*** DATA SECTION
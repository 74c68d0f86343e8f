//! Keep-alive loop over an established device session.
//!
//! The device sends `{"Command": "Marco", "Interval": <secs>}` and expects
//! `{"Command": "Polo"}` back before it gives up on the session. The handler
//! moves between three states:
//!
//! ```text
//! Connecting --client opened--> Beating --beat failed--> Restarting
//!     ^                                                      |
//!     +-------------------- restart interval ----------------+
//! ```
//!
//! It never ends on its own. Only [`HeartbeatHandler::stop`] (or dropping the
//! handler) ends it, and no beat runs once `stop` has returned.

use std::sync::atomic::{AtomicU64, Ordering};
use std::sync::Arc;
use std::time::Duration;

use async_trait::async_trait;
use serde::{Deserialize, Serialize};
use tokio::sync::watch;
use tokio_util::sync::CancellationToken;
use tracing::{debug, info, warn};

use super::HeartbeatSettings;
use crate::device::{ServiceChannel, ServiceClient};
use crate::error::DeviceError;

const MARCO: &str = "Marco";
const POLO: &str = "Polo";

/// One heartbeat message in either direction.
#[derive(Debug, Clone, PartialEq, Eq, Serialize, Deserialize)]
pub struct HeartbeatPacket {
    #[serde(rename = "Command")]
    pub command: String,
    /// Seconds the device wants the host to wait before the next beat.
    #[serde(rename = "Interval", default, skip_serializing_if = "Option::is_none")]
    pub interval: Option<u64>,
}

impl HeartbeatPacket {
    pub fn marco(interval: u64) -> Self {
        Self {
            command: MARCO.to_string(),
            interval: Some(interval),
        }
    }

    pub fn polo() -> Self {
        Self {
            command: POLO.to_string(),
            interval: None,
        }
    }
}

/// Typed client for the device's heartbeat service.
pub struct HeartbeatClient {
    channel: Box<dyn ServiceChannel>,
}

impl ServiceClient for HeartbeatClient {
    const SERVICE_NAME: &'static str = "com.apple.mobile.heartbeat";

    fn from_channel(channel: Box<dyn ServiceChannel>) -> Self {
        Self { channel }
    }
}

impl HeartbeatClient {
    /// Wait for the next request from the device.
    ///
    /// The timeout is enforced here as well as passed down, so a channel that
    /// ignores it still cannot stall the loop.
    pub async fn receive(&mut self, timeout: Duration) -> Result<HeartbeatPacket, DeviceError> {
        let message = tokio::time::timeout(timeout, self.channel.receive(timeout))
            .await
            .map_err(|_| DeviceError::Timeout)??;
        serde_json::from_value(message)
            .map_err(|e| DeviceError::Protocol(format!("malformed heartbeat packet: {e}")))
    }

    pub async fn send(&mut self, packet: &HeartbeatPacket) -> Result<(), DeviceError> {
        let message = serde_json::to_value(packet)
            .map_err(|e| DeviceError::Protocol(format!("cannot encode heartbeat packet: {e}")))?;
        self.channel.send(message).await
    }

    /// Answer one request and return how long to wait before the next.
    async fn beat(&mut self, timeout: Duration) -> Result<Duration, DeviceError> {
        let request = self.receive(timeout).await?;
        if request.command != MARCO {
            return Err(DeviceError::Protocol(format!(
                "unexpected heartbeat command {:?}",
                request.command
            )));
        }
        let interval = request
            .interval
            .ok_or_else(|| DeviceError::Protocol("heartbeat request without interval".into()))?;

        self.send(&HeartbeatPacket::polo()).await?;
        Ok(Duration::from_secs(interval))
    }
}

/// Opens heartbeat clients for one session.
#[async_trait]
pub trait HeartbeatSource: Send + Sync + 'static {
    async fn open(&self) -> Result<HeartbeatClient, DeviceError>;
}

#[derive(Debug, Clone, Copy, PartialEq, Eq)]
pub enum HeartbeatState {
    /// No client yet; opening one.
    Connecting,
    /// Answering requests.
    Beating,
    /// A beat failed; waiting before reconnecting.
    Restarting,
    /// Stopped for good.
    Stopped,
}

/// Runs the heartbeat loop on a background task.
pub struct HeartbeatHandler {
    cancel: CancellationToken,
    state: watch::Receiver<HeartbeatState>,
    beats: Arc<AtomicU64>,
}

impl HeartbeatHandler {
    /// Start beating. Must be called from within a Tokio runtime.
    pub fn start(source: Arc<dyn HeartbeatSource>, settings: HeartbeatSettings) -> Self {
        let cancel = CancellationToken::new();
        let (state_tx, state) = watch::channel(HeartbeatState::Connecting);
        let beats = Arc::new(AtomicU64::new(0));

        tokio::spawn(run(
            source,
            settings,
            cancel.clone(),
            state_tx,
            Arc::clone(&beats),
        ));

        Self {
            cancel,
            state,
            beats,
        }
    }

    /// Stop the loop. Idempotent and non-blocking, so safe from `Drop`.
    ///
    /// Every await in the loop checks the token first, so once this returns
    /// the task can only wind down.
    pub fn stop(&self) {
        self.cancel.cancel();
    }

    pub fn is_stopped(&self) -> bool {
        self.cancel.is_cancelled()
    }

    pub fn state(&self) -> HeartbeatState {
        if self.is_stopped() {
            return HeartbeatState::Stopped;
        }
        *self.state.borrow()
    }

    /// Watch state transitions.
    pub fn subscribe(&self) -> watch::Receiver<HeartbeatState> {
        self.state.clone()
    }

    /// Number of requests answered so far.
    pub fn beats(&self) -> u64 {
        self.beats.load(Ordering::SeqCst)
    }
}

impl Drop for HeartbeatHandler {
    fn drop(&mut self) {
        self.stop();
    }
}

/// Sleep for `duration`; `false` if cancelled first.
async fn sleep_or_cancel(cancel: &CancellationToken, duration: Duration) -> bool {
    tokio::select! {
        biased;
        _ = cancel.cancelled() => false,
        _ = tokio::time::sleep(duration) => true,
    }
}

async fn run(
    source: Arc<dyn HeartbeatSource>,
    settings: HeartbeatSettings,
    cancel: CancellationToken,
    state: watch::Sender<HeartbeatState>,
    beats: Arc<AtomicU64>,
) {
    // Only the handler's very first beat gets the long timeout; the device
    // may still be waking up.
    let mut first_beat = true;

    'session: loop {
        state.send_replace(HeartbeatState::Connecting);

        let mut client = loop {
            let opened = tokio::select! {
                biased;
                _ = cancel.cancelled() => break 'session,
                opened = source.open() => opened,
            };
            match opened {
                Ok(client) => break client,
                Err(e) => {
                    debug!("Heartbeat client unavailable: {}", e);
                    if !sleep_or_cancel(&cancel, settings.restart_interval).await {
                        break 'session;
                    }
                }
            }
        };

        state.send_replace(HeartbeatState::Beating);

        loop {
            let timeout = if first_beat {
                settings.initial_timeout
            } else {
                settings.repeated_timeout
            };
            first_beat = false;

            let result = tokio::select! {
                biased;
                _ = cancel.cancelled() => break 'session,
                result = client.beat(timeout) => result,
            };

            match result {
                Ok(interval) => {
                    beats.fetch_add(1, Ordering::SeqCst);
                    if !sleep_or_cancel(&cancel, interval).await {
                        break 'session;
                    }
                }
                Err(e) => {
                    warn!("Heartbeat failed: {}", e);
                    state.send_replace(HeartbeatState::Restarting);
                    if !sleep_or_cancel(&cancel, settings.restart_interval).await {
                        break 'session;
                    }
                    continue 'session;
                }
            }
        }
    }

    state.send_replace(HeartbeatState::Stopped);
    info!(beats = beats.load(Ordering::SeqCst), "Heartbeat stopped");
}
//! Config and data path resolution helpers.

use std::path::{Path, PathBuf};

pub const CONFIG_FILE_NAME: &str = "sideload.toml";
const APP_DIR_NAME: &str = "sideload";

/// `<config dir>/sideload`
pub fn config_dir() -> anyhow::Result<PathBuf> {
    Ok(dirs::config_dir()
        .ok_or_else(|| anyhow::anyhow!("Could not determine config directory"))?
        .join(APP_DIR_NAME))
}

pub fn config_path_in(dir: &Path) -> PathBuf {
    dir.join(CONFIG_FILE_NAME)
}

/// Staging root used when the config does not name one.
pub fn default_staging_dir() -> PathBuf {
    dirs::cache_dir()
        .unwrap_or_else(std::env::temp_dir)
        .join(APP_DIR_NAME)
}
******
● EXERCISE AIM
Output, and output only, the lines from the one containing "dirs::cache_dir()" through the last line of the data above.

● ANSWER TO THIS EXERCISE
    dirs::cache_dir()
        .unwrap_or_else(std::env::temp_dir)
        .join(APP_DIR_NAME)
}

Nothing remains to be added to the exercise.